**WORK TASK**
Copy out each line featuring the string "whole" from the entries beneath.
[DATA RECORDS Boundary: Start]
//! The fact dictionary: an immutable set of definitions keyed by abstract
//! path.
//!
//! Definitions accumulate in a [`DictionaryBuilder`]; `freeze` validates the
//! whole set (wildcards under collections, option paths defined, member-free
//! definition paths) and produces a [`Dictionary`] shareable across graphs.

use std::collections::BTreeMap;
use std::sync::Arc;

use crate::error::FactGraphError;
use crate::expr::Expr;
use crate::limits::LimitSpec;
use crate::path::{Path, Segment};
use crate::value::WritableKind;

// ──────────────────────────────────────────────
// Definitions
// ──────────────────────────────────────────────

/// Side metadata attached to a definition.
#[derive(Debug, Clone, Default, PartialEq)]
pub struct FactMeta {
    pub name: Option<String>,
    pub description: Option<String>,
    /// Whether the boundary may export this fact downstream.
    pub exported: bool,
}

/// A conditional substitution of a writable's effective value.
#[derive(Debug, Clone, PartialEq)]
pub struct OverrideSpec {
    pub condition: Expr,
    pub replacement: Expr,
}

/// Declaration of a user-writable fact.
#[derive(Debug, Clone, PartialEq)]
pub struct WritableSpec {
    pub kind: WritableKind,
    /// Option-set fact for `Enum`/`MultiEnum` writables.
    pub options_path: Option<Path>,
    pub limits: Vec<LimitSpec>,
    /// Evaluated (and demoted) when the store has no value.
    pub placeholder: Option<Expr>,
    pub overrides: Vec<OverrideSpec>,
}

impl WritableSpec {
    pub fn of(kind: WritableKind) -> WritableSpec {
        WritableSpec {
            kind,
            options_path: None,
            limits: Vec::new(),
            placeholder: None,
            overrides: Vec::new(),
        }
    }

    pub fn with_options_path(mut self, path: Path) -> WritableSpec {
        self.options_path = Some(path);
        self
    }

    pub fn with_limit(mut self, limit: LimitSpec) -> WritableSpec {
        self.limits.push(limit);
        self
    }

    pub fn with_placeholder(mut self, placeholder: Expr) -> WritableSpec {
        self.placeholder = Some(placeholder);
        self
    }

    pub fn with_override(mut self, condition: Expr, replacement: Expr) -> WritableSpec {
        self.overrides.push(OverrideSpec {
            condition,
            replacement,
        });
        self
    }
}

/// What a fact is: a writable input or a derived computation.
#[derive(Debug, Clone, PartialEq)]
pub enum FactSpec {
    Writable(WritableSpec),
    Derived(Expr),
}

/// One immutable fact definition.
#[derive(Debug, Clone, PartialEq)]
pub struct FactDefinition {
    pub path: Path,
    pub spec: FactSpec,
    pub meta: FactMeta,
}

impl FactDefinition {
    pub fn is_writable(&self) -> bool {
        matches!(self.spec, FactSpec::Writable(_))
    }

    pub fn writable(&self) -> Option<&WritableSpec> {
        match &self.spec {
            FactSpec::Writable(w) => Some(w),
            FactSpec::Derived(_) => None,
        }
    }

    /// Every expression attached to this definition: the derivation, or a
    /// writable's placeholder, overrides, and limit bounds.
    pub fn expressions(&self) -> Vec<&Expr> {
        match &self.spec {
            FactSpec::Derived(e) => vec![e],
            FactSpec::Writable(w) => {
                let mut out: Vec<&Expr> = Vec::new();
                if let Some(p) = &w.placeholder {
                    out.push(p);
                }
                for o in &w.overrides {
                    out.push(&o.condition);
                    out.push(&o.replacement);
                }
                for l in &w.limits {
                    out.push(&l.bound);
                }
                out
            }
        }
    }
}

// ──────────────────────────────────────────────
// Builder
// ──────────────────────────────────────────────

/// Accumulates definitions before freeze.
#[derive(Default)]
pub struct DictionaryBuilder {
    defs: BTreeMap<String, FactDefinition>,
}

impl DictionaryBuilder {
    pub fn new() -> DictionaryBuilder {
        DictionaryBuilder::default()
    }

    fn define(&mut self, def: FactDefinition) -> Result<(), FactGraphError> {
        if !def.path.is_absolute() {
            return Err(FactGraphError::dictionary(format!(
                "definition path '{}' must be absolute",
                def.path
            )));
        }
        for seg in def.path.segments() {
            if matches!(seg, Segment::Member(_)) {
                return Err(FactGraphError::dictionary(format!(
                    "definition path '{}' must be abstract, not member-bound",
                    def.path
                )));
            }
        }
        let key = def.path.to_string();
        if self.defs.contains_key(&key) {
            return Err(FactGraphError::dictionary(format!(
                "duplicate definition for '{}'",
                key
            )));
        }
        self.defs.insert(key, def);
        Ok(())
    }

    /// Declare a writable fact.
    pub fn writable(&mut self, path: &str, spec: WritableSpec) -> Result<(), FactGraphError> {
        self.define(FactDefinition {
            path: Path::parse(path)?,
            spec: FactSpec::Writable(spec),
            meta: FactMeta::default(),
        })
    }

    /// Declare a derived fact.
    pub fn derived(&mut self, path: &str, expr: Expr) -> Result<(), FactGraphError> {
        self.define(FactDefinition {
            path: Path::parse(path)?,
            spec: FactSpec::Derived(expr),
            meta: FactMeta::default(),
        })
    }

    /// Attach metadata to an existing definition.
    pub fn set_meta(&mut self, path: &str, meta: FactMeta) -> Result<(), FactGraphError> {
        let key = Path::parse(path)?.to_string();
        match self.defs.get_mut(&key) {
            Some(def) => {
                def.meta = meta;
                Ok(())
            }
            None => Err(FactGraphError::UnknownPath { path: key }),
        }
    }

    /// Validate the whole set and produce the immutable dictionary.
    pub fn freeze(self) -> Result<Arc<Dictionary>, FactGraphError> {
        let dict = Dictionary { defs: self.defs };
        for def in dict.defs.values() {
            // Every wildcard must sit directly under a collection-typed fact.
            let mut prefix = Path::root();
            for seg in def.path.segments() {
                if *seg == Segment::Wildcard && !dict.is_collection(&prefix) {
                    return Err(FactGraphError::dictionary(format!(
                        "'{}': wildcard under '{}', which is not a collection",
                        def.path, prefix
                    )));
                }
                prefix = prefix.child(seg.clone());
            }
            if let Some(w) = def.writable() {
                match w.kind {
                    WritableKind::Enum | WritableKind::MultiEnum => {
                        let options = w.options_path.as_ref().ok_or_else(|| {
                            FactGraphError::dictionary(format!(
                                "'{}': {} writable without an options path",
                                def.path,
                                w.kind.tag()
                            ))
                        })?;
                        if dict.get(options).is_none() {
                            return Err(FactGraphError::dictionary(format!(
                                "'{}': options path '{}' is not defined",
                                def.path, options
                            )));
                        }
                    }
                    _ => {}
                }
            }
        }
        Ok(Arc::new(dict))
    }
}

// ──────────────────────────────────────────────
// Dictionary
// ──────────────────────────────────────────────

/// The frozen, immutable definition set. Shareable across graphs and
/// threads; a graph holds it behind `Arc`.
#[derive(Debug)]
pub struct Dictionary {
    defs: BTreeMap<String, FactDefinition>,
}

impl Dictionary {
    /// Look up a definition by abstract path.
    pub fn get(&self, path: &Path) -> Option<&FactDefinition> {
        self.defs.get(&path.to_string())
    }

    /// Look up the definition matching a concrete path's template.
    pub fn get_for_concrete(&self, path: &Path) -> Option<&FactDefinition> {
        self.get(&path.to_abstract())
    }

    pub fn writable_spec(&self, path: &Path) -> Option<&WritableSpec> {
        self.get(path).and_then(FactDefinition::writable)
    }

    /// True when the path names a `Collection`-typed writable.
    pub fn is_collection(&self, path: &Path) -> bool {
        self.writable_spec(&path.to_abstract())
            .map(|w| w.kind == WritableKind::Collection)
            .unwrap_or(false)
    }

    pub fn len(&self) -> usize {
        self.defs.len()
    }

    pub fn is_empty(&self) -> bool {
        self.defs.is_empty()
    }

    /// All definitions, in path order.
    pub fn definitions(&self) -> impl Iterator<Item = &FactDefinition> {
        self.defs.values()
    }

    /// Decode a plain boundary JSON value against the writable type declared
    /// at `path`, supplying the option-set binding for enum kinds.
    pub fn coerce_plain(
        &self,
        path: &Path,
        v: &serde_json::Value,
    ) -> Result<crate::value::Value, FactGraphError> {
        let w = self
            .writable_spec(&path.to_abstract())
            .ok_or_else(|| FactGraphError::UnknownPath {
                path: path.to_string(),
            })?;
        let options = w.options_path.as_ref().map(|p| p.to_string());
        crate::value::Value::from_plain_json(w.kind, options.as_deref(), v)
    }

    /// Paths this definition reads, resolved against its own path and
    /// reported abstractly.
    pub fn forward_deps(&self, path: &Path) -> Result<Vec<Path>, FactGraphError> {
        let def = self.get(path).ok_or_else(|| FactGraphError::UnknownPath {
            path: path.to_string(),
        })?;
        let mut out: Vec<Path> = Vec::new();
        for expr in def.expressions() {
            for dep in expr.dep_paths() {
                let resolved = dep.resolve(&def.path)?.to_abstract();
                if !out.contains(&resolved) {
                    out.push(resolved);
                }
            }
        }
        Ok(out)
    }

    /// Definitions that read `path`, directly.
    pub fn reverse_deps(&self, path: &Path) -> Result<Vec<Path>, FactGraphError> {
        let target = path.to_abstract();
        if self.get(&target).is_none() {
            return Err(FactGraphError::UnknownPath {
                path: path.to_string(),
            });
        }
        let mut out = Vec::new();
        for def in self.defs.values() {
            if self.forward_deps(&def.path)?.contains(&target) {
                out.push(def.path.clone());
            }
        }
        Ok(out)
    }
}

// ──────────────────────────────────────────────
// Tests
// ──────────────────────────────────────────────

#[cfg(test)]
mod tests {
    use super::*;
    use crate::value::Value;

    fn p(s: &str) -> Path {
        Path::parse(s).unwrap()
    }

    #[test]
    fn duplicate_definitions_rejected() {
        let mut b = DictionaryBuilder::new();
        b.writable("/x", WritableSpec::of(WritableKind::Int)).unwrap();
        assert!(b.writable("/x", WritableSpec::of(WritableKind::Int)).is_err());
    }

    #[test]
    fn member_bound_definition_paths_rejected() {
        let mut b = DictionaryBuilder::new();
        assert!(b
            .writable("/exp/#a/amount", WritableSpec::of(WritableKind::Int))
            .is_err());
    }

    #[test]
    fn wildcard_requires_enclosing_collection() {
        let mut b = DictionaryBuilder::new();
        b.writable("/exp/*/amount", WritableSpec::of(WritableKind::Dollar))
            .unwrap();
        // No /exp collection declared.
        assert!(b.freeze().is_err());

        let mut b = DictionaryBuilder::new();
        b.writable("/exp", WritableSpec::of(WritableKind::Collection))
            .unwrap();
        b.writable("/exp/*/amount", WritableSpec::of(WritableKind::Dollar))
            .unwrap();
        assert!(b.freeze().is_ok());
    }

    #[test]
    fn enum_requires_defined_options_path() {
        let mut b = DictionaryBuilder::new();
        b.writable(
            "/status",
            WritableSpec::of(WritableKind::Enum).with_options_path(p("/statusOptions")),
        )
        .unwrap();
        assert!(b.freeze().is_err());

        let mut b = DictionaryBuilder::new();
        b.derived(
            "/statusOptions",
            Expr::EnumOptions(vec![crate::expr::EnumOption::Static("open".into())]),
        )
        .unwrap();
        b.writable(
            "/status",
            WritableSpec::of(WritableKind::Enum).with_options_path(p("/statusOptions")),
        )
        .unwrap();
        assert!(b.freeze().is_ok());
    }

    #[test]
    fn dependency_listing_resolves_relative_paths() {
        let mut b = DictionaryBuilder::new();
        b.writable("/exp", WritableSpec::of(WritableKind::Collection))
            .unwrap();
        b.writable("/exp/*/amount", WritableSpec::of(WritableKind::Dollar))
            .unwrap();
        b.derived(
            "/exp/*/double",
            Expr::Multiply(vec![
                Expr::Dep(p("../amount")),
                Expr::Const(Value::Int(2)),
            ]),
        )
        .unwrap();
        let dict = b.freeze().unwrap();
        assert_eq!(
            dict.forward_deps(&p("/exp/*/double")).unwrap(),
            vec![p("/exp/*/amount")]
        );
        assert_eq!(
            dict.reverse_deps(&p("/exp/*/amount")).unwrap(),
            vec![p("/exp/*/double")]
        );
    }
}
[DATA RECORDS Boundary: End]
**REPLY TO THE TASK**
//! whole set (wildcards under collections, option paths defined, member-free
    /// Validate the whole set and produce the immutable dictionary.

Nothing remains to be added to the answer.